13. Una composicion farmaceutica que comprende, como principio activo, un compuesto de acuerdo con una cualquiera de las reivindicaciones 1 a 12, o una sal farmaceuticamente aceptable del mismo, y al menos un excipiente terapeuticamente inerte.

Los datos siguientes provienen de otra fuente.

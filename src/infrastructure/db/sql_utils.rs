use crate::domain::column::ColumnSpec;
use crate::infrastructure::db::dialect::QueryDialect;

// ─────────────────────────────────────────────────────────────────────────────
// Query builders
// ─────────────────────────────────────────────────────────────────────────────

fn order_by(order_cols: &[String], dialect: &dyn QueryDialect) -> String {
    if order_cols.is_empty() {
        return String::new();
    }
    let cols: Vec<String> = order_cols.iter().map(|c| dialect.quote_ident(c)).collect();
    format!(" ORDER BY {}", cols.join(", "))
}

/// Build a `SELECT * FROM <schema>.<table> ORDER BY <order_cols>` query.
/// Fallback for tables whose columns could not be introspected.
/// `ORDER BY` is omitted when `order_cols` is empty to avoid a SQL syntax error.
pub fn build_select_query(
    schema: &str,
    table: &str,
    order_cols: &[String],
    dialect: &dyn QueryDialect,
) -> String {
    format!(
        "SELECT * FROM {}{}{}",
        dialect.schema_prefix(schema),
        dialect.quote_ident(table),
        order_by(order_cols, dialect)
    )
}

/// Build a typed SELECT where every column whose declared type is not natively
/// supported by `sqlx::AnyRow` is wrapped in the dialect cast expression
/// (e.g. `::TEXT` for PostgreSQL, `CONVERT(… USING utf8mb4)` for MySQL).
pub fn build_typed_select_query(
    schema: &str,
    table: &str,
    columns: &[ColumnSpec],
    order_cols: &[String],
    dialect: &dyn QueryDialect,
) -> String {
    if columns.is_empty() {
        return build_select_query(schema, table, order_cols, dialect);
    }

    let col_exprs: Vec<String> = columns
        .iter()
        .map(|col| {
            let q = dialect.quote_ident(&col.name);
            if dialect.is_native_type(&col.declared_type) {
                q
            } else {
                dialect.cast_to_text(&q)
            }
        })
        .collect();

    format!(
        "SELECT {} FROM {}{}{}",
        col_exprs.join(", "),
        dialect.schema_prefix(schema),
        dialect.quote_ident(table),
        order_by(order_cols, dialect)
    )
}

/// Append a `LIMIT … OFFSET …` window (same syntax on every supported driver).
pub fn with_page(query: &str, limit: usize, offset: usize) -> String {
    if offset == 0 {
        format!("{} LIMIT {}", query, limit)
    } else {
        format!("{} LIMIT {} OFFSET {}", query, limit, offset)
    }
}

/// Primary-key column names in ordinal order.
pub fn primary_key_columns(columns: &[ColumnSpec]) -> Vec<String> {
    columns
        .iter()
        .filter(|c| c.is_primary_key)
        .map(|c| c.name.clone())
        .collect()
}

// ─────────────────────────────────────────────────────────────────────────────
// Tests
// ─────────────────────────────────────────────────────────────────────────────

#[cfg(test)]
mod tests {
    use super::*;
    use crate::infrastructure::db::dialect::{MysqlDialect, PostgresDialect, SqliteDialect};

    fn pk(names: &[&str]) -> Vec<String> {
        names.iter().map(|n| n.to_string()).collect()
    }

    #[test]
    fn test_build_select_query_postgres() {
        let q = build_select_query("legacy", "customers", &pk(&["id"]), &PostgresDialect);
        assert_eq!(q, r#"SELECT * FROM "legacy"."customers" ORDER BY "id""#);
    }

    #[test]
    fn test_build_select_query_mysql() {
        let q = build_select_query("mydb", "rules", &pk(&["id", "code"]), &MysqlDialect);
        assert_eq!(q, "SELECT * FROM `mydb`.`rules` ORDER BY `id`, `code`");
    }

    #[test]
    fn test_build_select_query_no_pk_omits_order_by() {
        let q = build_select_query("s", "t", &[], &PostgresDialect);
        assert_eq!(q, r#"SELECT * FROM "s"."t""#);
    }

    #[test]
    fn test_build_typed_select_query_postgres_casts_non_primitives() {
        let columns = vec![
            ColumnSpec::new("id", "integer").primary_key(),
            ColumnSpec::new("name", "character varying"),
            ColumnSpec::new("price", "numeric"),
            ColumnSpec::new("uid", "uuid"),
            ColumnSpec::new("active", "boolean"),
        ];
        let q = build_typed_select_query(
            "legacy",
            "customers",
            &columns,
            &primary_key_columns(&columns),
            &PostgresDialect,
        );
        assert!(!q.contains(r#""id"::TEXT"#));
        assert!(!q.contains(r#""active"::TEXT"#));
        assert!(q.contains(r#""name"::TEXT"#));
        assert!(q.contains(r#""price"::TEXT"#));
        assert!(q.contains(r#""uid"::TEXT"#));
        assert!(q.ends_with(r#"ORDER BY "id""#));
    }

    #[test]
    fn test_build_typed_select_query_mysql_uses_convert() {
        let columns = vec![
            ColumnSpec::new("id", "int"),
            ColumnSpec::new("discount_rate", "decimal"),
            ColumnSpec::new("created_at", "datetime"),
        ];
        let q = build_typed_select_query("source_db", "customers", &columns, &[], &MysqlDialect);
        assert!(!q.contains("CONVERT(`id`"), "int should not be cast");
        assert!(q.contains("CONVERT(`discount_rate` USING utf8mb4)"), "{}", q);
        assert!(q.contains("CONVERT(`created_at` USING utf8mb4)"), "{}", q);
        assert!(!q.contains("ORDER BY"));
    }

    #[test]
    fn test_build_typed_select_query_sqlite_casts_datetime() {
        let columns = vec![
            ColumnSpec::new("id", "INTEGER").primary_key(),
            ColumnSpec::new("created_at", "DATETIME"),
        ];
        let q = build_typed_select_query("main", "users", &columns, &pk(&["id"]), &SqliteDialect);
        assert_eq!(
            q,
            r#"SELECT "id", CAST("created_at" AS TEXT) AS "created_at" FROM "users" ORDER BY "id""#
        );
    }

    #[test]
    fn test_typed_select_without_columns_falls_back_to_star() {
        let q = build_typed_select_query("s", "t", &[], &[], &PostgresDialect);
        assert_eq!(q, r#"SELECT * FROM "s"."t""#);
    }

    #[test]
    fn test_with_page() {
        assert_eq!(with_page("SELECT 1", 100, 0), "SELECT 1 LIMIT 100");
        assert_eq!(with_page("SELECT 1", 100, 200), "SELECT 1 LIMIT 100 OFFSET 200");
    }

    #[test]
    fn test_primary_key_columns_keeps_order() {
        let columns = vec![
            ColumnSpec::new("region", "TEXT").primary_key(),
            ColumnSpec::new("qty", "INTEGER"),
            ColumnSpec::new("sku", "TEXT").primary_key(),
        ];
        assert_eq!(primary_key_columns(&columns), ["region", "sku"]);
    }
}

14. Un compuesto de acuerdo con una cualquiera de las reivindicaciones 1 a 12, o una sal farmaceuticamente aceptable del mismo, para su uso como medicamento.

15. Un compuesto de acuerdo con una cualquiera de las reivindicaciones 1 a 12, o una sal farmaceuticamente aceptable del mismo, para su uso en la prevencion o el tratamiento de una enfermedad seleccionada entre el grupo que consiste en trastornos autoinmunitarios, enfermedades inflamatorias, enfermedades infecciosas, rechazo de trasplante, fibrosis, trastornos neurodegenerativos y cancer.

16. Uso de un compuesto de acuerdo con una cualquiera de las reivindicaciones 1 a 12, o una sal farmaceuticamente aceptable del mismo, para la preparacion de un medicamento para la prevencion o el tratamiento de una enfermedad seleccionada entre el grupo que consiste en trastornos autoinmunitarios, enfermedades inflamatorias, enfermedades infecciosas, rechazo de trasplante, fibrosis, trastornos neurodegenerativos y cancer.